//! Record store persisted to a single binary file.

use std::collections::HashMap;
use std::fs::File;
use std::io::Write;
use std::path::{Path, PathBuf};

use tracing::{debug, info};

use crate::error::{InboxError, Result};
use crate::model::EmailRecord;
use crate::store::format::{StoreHeader, HEADER_SIZE};

use super::{RecordStore, UpsertSummary};

/// Records kept in memory and rewritten to disk after every upsert.
#[derive(Debug)]
pub struct FileStore {
    path: PathBuf,
    records: Vec<EmailRecord>,
}

impl FileStore {
    /// Open the store at `path`. A missing file is an empty store; a
    /// corrupt one is an error (its contents are never discarded silently).
    pub fn open(path: impl AsRef<Path>) -> Result<Self> {
        let path = path.as_ref().to_path_buf();
        let records = if path.exists() {
            read_records(&path)?
        } else {
            debug!(path = %path.display(), "No record store yet, starting empty");
            Vec::new()
        };
        Ok(Self { path, records })
    }

    pub fn path(&self) -> &Path {
        &self.path
    }

    pub fn len(&self) -> usize {
        self.records.len()
    }

    pub fn is_empty(&self) -> bool {
        self.records.is_empty()
    }

    /// Size of the store file on disk (0 if not written yet).
    pub fn file_size(&self) -> u64 {
        std::fs::metadata(&self.path).map(|m| m.len()).unwrap_or(0)
    }

    fn write(&self) -> Result<()> {
        if let Some(parent) = self.path.parent() {
            if !parent.as_os_str().is_empty() {
                std::fs::create_dir_all(parent).map_err(|e| InboxError::io(parent, e))?;
            }
        }

        let payload = bincode::serialize(&self.records)
            .map_err(|e| InboxError::Serialization(e.to_string()))?;
        let header = StoreHeader::for_payload(&payload, self.records.len() as u64);
        let mut header_bytes = bincode::serialize(&header)
            .map_err(|e| InboxError::Serialization(e.to_string()))?;
        header_bytes.resize(HEADER_SIZE, 0);

        let tmp = self.path.with_extension("db.tmp");
        let mut file = File::create(&tmp).map_err(|e| InboxError::io(&tmp, e))?;
        file.write_all(&header_bytes)
            .and_then(|_| file.write_all(&payload))
            .and_then(|_| file.sync_all())
            .map_err(|e| InboxError::io(&tmp, e))?;
        std::fs::rename(&tmp, &self.path).map_err(|e| InboxError::io(&self.path, e))?;

        debug!(
            path = %self.path.display(),
            records = self.records.len(),
            "Wrote record store"
        );
        Ok(())
    }
}

impl RecordStore for FileStore {
    fn fetch_all(&self) -> Result<Vec<EmailRecord>> {
        Ok(self.records.clone())
    }

    fn upsert(&mut self, records: Vec<EmailRecord>) -> Result<UpsertSummary> {
        let summary = merge_records(&mut self.records, records);
        self.write()?;
        info!(
            path = %self.path.display(),
            inserted = summary.inserted,
            updated = summary.updated,
            "Stored records"
        );
        Ok(summary)
    }
}

/// Merge `incoming` into `existing` by id: replace in place, append new ids.
pub(crate) fn merge_records(
    existing: &mut Vec<EmailRecord>,
    incoming: Vec<EmailRecord>,
) -> UpsertSummary {
    let mut positions: HashMap<String, usize> = existing
        .iter()
        .enumerate()
        .map(|(i, r)| (r.id.clone(), i))
        .collect();
    let mut summary = UpsertSummary::default();

    for record in incoming {
        match positions.get(&record.id) {
            Some(&i) => {
                existing[i] = record;
                summary.updated += 1;
            }
            None => {
                positions.insert(record.id.clone(), existing.len());
                existing.push(record);
                summary.inserted += 1;
            }
        }
    }
    summary
}

fn read_records(path: &Path) -> Result<Vec<EmailRecord>> {
    let invalid = |reason: String| InboxError::InvalidStore {
        path: path.to_path_buf(),
        reason,
    };

    let data = std::fs::read(path).map_err(|e| InboxError::io(path, e))?;
    if data.len() < HEADER_SIZE {
        return Err(invalid("File too small".into()));
    }

    let header: StoreHeader = bincode::deserialize(&data[..HEADER_SIZE])
        .map_err(|e| invalid(format!("Header deserialization failed: {e}")))?;
    header.validate().map_err(invalid)?;

    let payload = &data[HEADER_SIZE..];
    header.verify_payload(payload).map_err(invalid)?;

    let records: Vec<EmailRecord> = bincode::deserialize(payload)
        .map_err(|e| invalid(format!("Payload deserialization failed: {e}")))?;
    if records.len() as u64 != header.record_count {
        return Err(invalid(format!(
            "Record count mismatch: header says {}, found {}",
            header.record_count,
            records.len()
        )));
    }

    debug!(path = %path.display(), count = records.len(), "Loaded record store");
    Ok(records)
}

------------------------

Among the entries above, find the line with "existing[i] = record;" and the line with "let invalid = |reason: String|"; give again exactly these two lines and all lines between them.

                existing[i] = record;
                summary.updated += 1;
            }
            None => {
                positions.insert(record.id.clone(), existing.len());
                existing.push(record);
                summary.inserted += 1;
            }
        }
    }
    summary
}

fn read_records(path: &Path) -> Result<Vec<EmailRecord>> {
    let invalid = |reason: String| InboxError::InvalidStore {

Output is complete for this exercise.